Factional politics may have also earned Lim a target on his back. During Wanhua’s COVID-19 outbreak, he sided with the central government and Minister of Health and Welfare Chen Shih-chung over local leaders such as Taipei Mayor Ke Wen-je. Critics also said he did little to vocally support Wanhua, which was heavily criticized online by people angry about the outbreak.

As a political independent, Lim is to the left of the ruling Democratic Progressive Party, but President Tsai Ing-wen and other party heavyweights have stumped for Lim.

Lim switched to running as an independent in 2019 after stepping away from the New Power Party, which he co-founded in the wake of Taiwan’s 2014 Sunflower Movement, a mass student-led protest against a Chinese trade deal.

At the time, Lim said he was leaving the party to support Tsai’s reelection as president, but his political views remain unchanged. Both Lim and the New Power Party have called for formal independence from China, which views Taiwan as a wayward province.

Many of Lim’s views also reflect a Taiwanese generational split between older and more conservative voters and those who came of age after martial law ended in the 1980s.

Taiwanese increasingly see Taiwan as effectively independent and want to maintain autonomy from China. This view is particularly strong among younger voters, who see themselves as distinctively Taiwanese and feel little allegiance to China, despite cultural and historic ties.

Vocally supporting independence, however, is still a minority view among Taiwanese politicians, as many fear it would stoke China’s anger and retaliation. It also rankles conservative voters who either hope for Taiwan and China to eventually unify or want a better bilateral relationship that would help Taiwan’s economy.

Taiwanese President Tsai Ing-wen has been a vocal supporter of legislator Freddy Lim as he faces a recall vote. (Erin Hale/VOA)
Taiwanese President Tsai Ing-wen has been a vocal supporter of legislator Freddy Lim as he faces a recall vote. (Erin Hale/VOA)

Three politicians representing Taiwan’s younger pro-independence demographic have targeted by recall votes over the past two years.

It has been a challenging turn of events for Taiwan’s left, which in 2020 led a landslide recall of Kaohsiung Mayor and 2020 Kuominting, or Chinese Nationalist party, presidential candidate Han Kuo-yu. Now, they have found the tactic turned on them in a way that may not have initially imagined possible.

“This wave of recall against pro-independence-leaning young politicians is a response to Han Guo-yu getting recalled back in June 2020. It was young, pro-independence-leaning folks who recalled Han Guo-yu,” said Lev Nachman, a postdoctoral fellow at the Harvard Fairbank Center for Chinese Studies.

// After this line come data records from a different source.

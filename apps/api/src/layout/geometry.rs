//! Page geometry and per-role text styles.
//!
//! All dimensions are in PDF points (1/72 inch).

use std::collections::BTreeMap;
use std::str::FromStr;

use serde::{Deserialize, Serialize};

use crate::classify::LineRole;
use crate::errors::LayoutError;

// ────────────────────────────────────────────────────────────────────────────
// Page geometry
// ────────────────────────────────────────────────────────────────────────────

#[derive(Debug, Clone, Copy, PartialEq, Serialize, Deserialize)]
pub struct PageGeometry {
    pub width: f32,
    pub height: f32,
    pub margin_top: f32,
    pub margin_right: f32,
    pub margin_bottom: f32,
    pub margin_left: f32,
}

/// Named paper presets accepted by configuration and the HTTP API.
#[derive(Debug, Clone, Copy, PartialEq, Eq, Default, Serialize, Deserialize)]
#[serde(rename_all = "lowercase")]
pub enum PaperSize {
    #[default]
    Letter,
    A4,
}

impl FromStr for PaperSize {
    type Err = String;

    fn from_str(s: &str) -> Result<Self, Self::Err> {
        match s.trim().to_ascii_lowercase().as_str() {
            "letter" | "us-letter" => Ok(PaperSize::Letter),
            "a4" => Ok(PaperSize::A4),
            other => Err(format!("unknown page size {other:?} (expected letter or a4)")),
        }
    }
}

impl PaperSize {
    pub fn geometry(self) -> PageGeometry {
        match self {
            PaperSize::Letter => PageGeometry::letter(),
            PaperSize::A4 => PageGeometry::a4(),
        }
    }
}

impl PageGeometry {
    /// US Letter, 0.75" margins on every side.
    pub fn letter() -> Self {
        Self::with_uniform_margin(612.0, 792.0, 54.0)
    }

    /// ISO A4, 0.75" margins on every side.
    pub fn a4() -> Self {
        Self::with_uniform_margin(595.28, 841.89, 54.0)
    }

    pub fn with_uniform_margin(width: f32, height: f32, margin: f32) -> Self {
        Self {
            width,
            height,
            margin_top: margin,
            margin_right: margin,
            margin_bottom: margin,
            margin_left: margin,
        }
    }

    pub fn content_width(&self) -> f32 {
        self.width - self.margin_left - self.margin_right
    }

    pub fn content_height(&self) -> f32 {
        self.height - self.margin_top - self.margin_bottom
    }

    /// Y coordinate of the top of the content area.
    pub fn top(&self) -> f32 {
        self.height - self.margin_top
    }

    pub fn right_edge(&self) -> f32 {
        self.width - self.margin_right
    }

    fn check(&self) -> Result<(), LayoutError> {
        let dims = [
            self.width,
            self.height,
            self.margin_top,
            self.margin_right,
            self.margin_bottom,
            self.margin_left,
        ];
        if dims.iter().any(|d| !d.is_finite() || *d < 0.0) {
            return Err(LayoutError::GeometryTooSmall {
                reason: "page dimensions and margins must be finite and non-negative".to_string(),
            });
        }
        if self.content_width() <= 0.0 || self.content_height() <= 0.0 {
            return Err(LayoutError::GeometryTooSmall {
                reason: format!(
                    "margins leave no content area ({:.1} x {:.1}pt)",
                    self.content_width(),
                    self.content_height()
                ),
            });
        }
        Ok(())
    }
}

// ────────────────────────────────────────────────────────────────────────────
// Text styles
// ────────────────────────────────────────────────────────────────────────────

#[derive(Debug, Clone, Copy, PartialEq, Eq, Hash, Default, Serialize, Deserialize)]
#[serde(rename_all = "snake_case")]
pub enum FontWeight {
    #[default]
    Regular,
    Bold,
}

#[derive(Debug, Clone, Copy, PartialEq, Eq, Default, Serialize, Deserialize)]
#[serde(rename_all = "snake_case")]
pub enum Align {
    #[default]
    Left,
    Center,
}

/// 8-bit RGB color.
#[derive(Debug, Clone, Copy, PartialEq, Eq, Serialize, Deserialize)]
pub struct Color {
    pub r: u8,
    pub g: u8,
    pub b: u8,
}

impl Color {
    pub const BLACK: Color = Color { r: 0, g: 0, b: 0 };
    pub const SLATE: Color = Color { r: 0x33, g: 0x41, b: 0x55 };
    pub const ACCENT: Color = Color { r: 0x1f, g: 0x3a, b: 0x5f };
}

impl Default for Color {
    fn default() -> Self {
        Color::BLACK
    }
}

fn default_font_size() -> f32 {
    10.0
}

fn default_line_gap() -> f32 {
    2.5
}

#[derive(Debug, Clone, Copy, PartialEq, Serialize, Deserialize)]
pub struct TextStyle {
    #[serde(default = "default_font_size")]
    pub font_size: f32,
    #[serde(default)]
    pub font_weight: FontWeight,
    #[serde(default)]
    pub color: Color,
    #[serde(default)]
    pub spacing_before: f32,
    #[serde(default)]
    pub spacing_after: f32,
    /// Extra leading added below each wrapped sub-line.
    #[serde(default = "default_line_gap")]
    pub line_gap: f32,
    /// Left indent from the content edge. Bullets draw their marker inside it.
    #[serde(default)]
    pub indent: f32,
    #[serde(default)]
    pub align: Align,
}

impl Default for TextStyle {
    fn default() -> Self {
        Self {
            font_size: default_font_size(),
            font_weight: FontWeight::Regular,
            color: Color::BLACK,
            spacing_before: 0.0,
            spacing_after: 2.0,
            line_gap: default_line_gap(),
            indent: 0.0,
            align: Align::Left,
        }
    }
}

impl TextStyle {
    /// Vertical advance for one wrapped sub-line.
    pub fn line_height(&self) -> f32 {
        self.font_size + self.line_gap
    }

    fn check(&self, role: LineRole, geometry: &PageGeometry) -> Result<(), LayoutError> {
        let invalid = |reason: String| LayoutError::InvalidStyle { role, reason };
        let values = [
            self.font_size,
            self.spacing_before,
            self.spacing_after,
            self.line_gap,
            self.indent,
        ];
        if values.iter().any(|v| !v.is_finite()) {
            return Err(invalid("style values must be finite".to_string()));
        }
        if self.font_size <= 0.0 {
            return Err(invalid(format!("font size {} must be positive", self.font_size)));
        }
        if self.spacing_before < 0.0 || self.spacing_after < 0.0 || self.line_gap < 0.0 {
            return Err(invalid("spacing and line gap must be non-negative".to_string()));
        }
        if self.indent < 0.0 || self.indent >= geometry.content_width() {
            return Err(invalid(format!(
                "indent {} leaves no room in a {:.1}pt content width",
                self.indent,
                geometry.content_width()
            )));
        }
        if self.line_height() > geometry.content_height() {
            return Err(LayoutError::GeometryTooSmall {
                reason: format!(
                    "{role:?} line height {:.1}pt exceeds content height {:.1}pt",
                    self.line_height(),
                    geometry.content_height()
                ),
            });
        }
        Ok(())
    }
}

/// Mapping from role to style. Roles without an entry resolve to the PlainText style.
#[derive(Debug, Clone, PartialEq, Serialize, Deserialize)]
#[serde(transparent)]
pub struct StyleTable {
    styles: BTreeMap<LineRole, TextStyle>,
}

impl Default for StyleTable {
    fn default() -> Self {
        let body = TextStyle::default();
        let styles = BTreeMap::from([
            (
                LineRole::Name,
                TextStyle {
                    font_size: 22.0,
                    font_weight: FontWeight::Bold,
                    spacing_after: 4.0,
                    line_gap: 3.0,
                    align: Align::Center,
                    ..body
                },
            ),
            (
                LineRole::Contact,
                TextStyle {
                    font_size: 9.5,
                    color: Color::SLATE,
                    spacing_after: 2.0,
                    align: Align::Center,
                    ..body
                },
            ),
            (
                LineRole::SectionHeader,
                TextStyle {
                    font_size: 12.0,
                    font_weight: FontWeight::Bold,
                    color: Color::ACCENT,
                    spacing_before: 10.0,
                    spacing_after: 6.0,
                    ..body
                },
            ),
            (
                LineRole::JobTitle,
                TextStyle {
                    font_size: 10.5,
                    font_weight: FontWeight::Bold,
                    spacing_before: 6.0,
                    spacing_after: 2.0,
                    ..body
                },
            ),
            (
                LineRole::JobDetail,
                TextStyle {
                    color: Color::SLATE,
                    spacing_after: 2.0,
                    ..body
                },
            ),
            (
                LineRole::Bullet,
                TextStyle {
                    spacing_after: 1.5,
                    indent: 14.0,
                    ..body
                },
            ),
            (LineRole::SkillGroup, body),
            (LineRole::PlainText, TextStyle { spacing_after: 3.0, ..body }),
            (
                LineRole::Blank,
                TextStyle {
                    spacing_after: 6.0,
                    ..body
                },
            ),
        ]);
        Self { styles }
    }
}

impl StyleTable {
    pub fn empty() -> Self {
        Self {
            styles: BTreeMap::new(),
        }
    }

    /// Adds or replaces the style for `role`.
    pub fn with(mut self, role: LineRole, style: TextStyle) -> Self {
        self.styles.insert(role, style);
        self
    }

    /// Overlays `overrides` on top of this table.
    pub fn merged(mut self, overrides: &StyleTable) -> Self {
        self.styles
            .extend(overrides.styles.iter().map(|(k, v)| (*k, *v)));
        self
    }

    pub fn resolve(&self, role: LineRole) -> TextStyle {
        self.styles
            .get(&role)
            .or_else(|| self.styles.get(&LineRole::PlainText))
            .copied()
            .unwrap_or_default()
    }
}

/// Rejects geometry or styles that cannot hold a single line of text.
pub fn validate(geometry: &PageGeometry, styles: &StyleTable) -> Result<(), LayoutError> {
    geometry.check()?;
    for role in LineRole::ALL {
        styles.resolve(role).check(role, geometry)?;
    }
    Ok(())
}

The conservative response, he said, is “to weaponize this recall tactic against those that hurt them.”

“Freddy is an easy target because of those young politicians, he is the most famous,” he said.

Chih-yung Ho, a member of the nationalist party and a former party spokesperson, said that while his party had been involved in past recall votes, the anti-Lim campaign was a “local” issue. The party leadership, he said, has been more focused on another election that day in the city of Taichung.

Taiwan’s recall wave is possible because of 2016 electoral law changes lowering the threshold of voters needed from 50% to 25% for a recall to be binding. Some political scientists are concerned because politicians can now be removed by fewer votes than needed to win their seat and for different reasons than intended by the law.

“People tend to use recall election in cases of extreme corruption or extreme impact, but increasingly, we see them getting used much more, not quite on daily basis, but with much higher frequency than would be normal for a well-functioning democracy,” said Wen-ti Sung, a Taiwan Fellow in Political Science at National Taiwan University.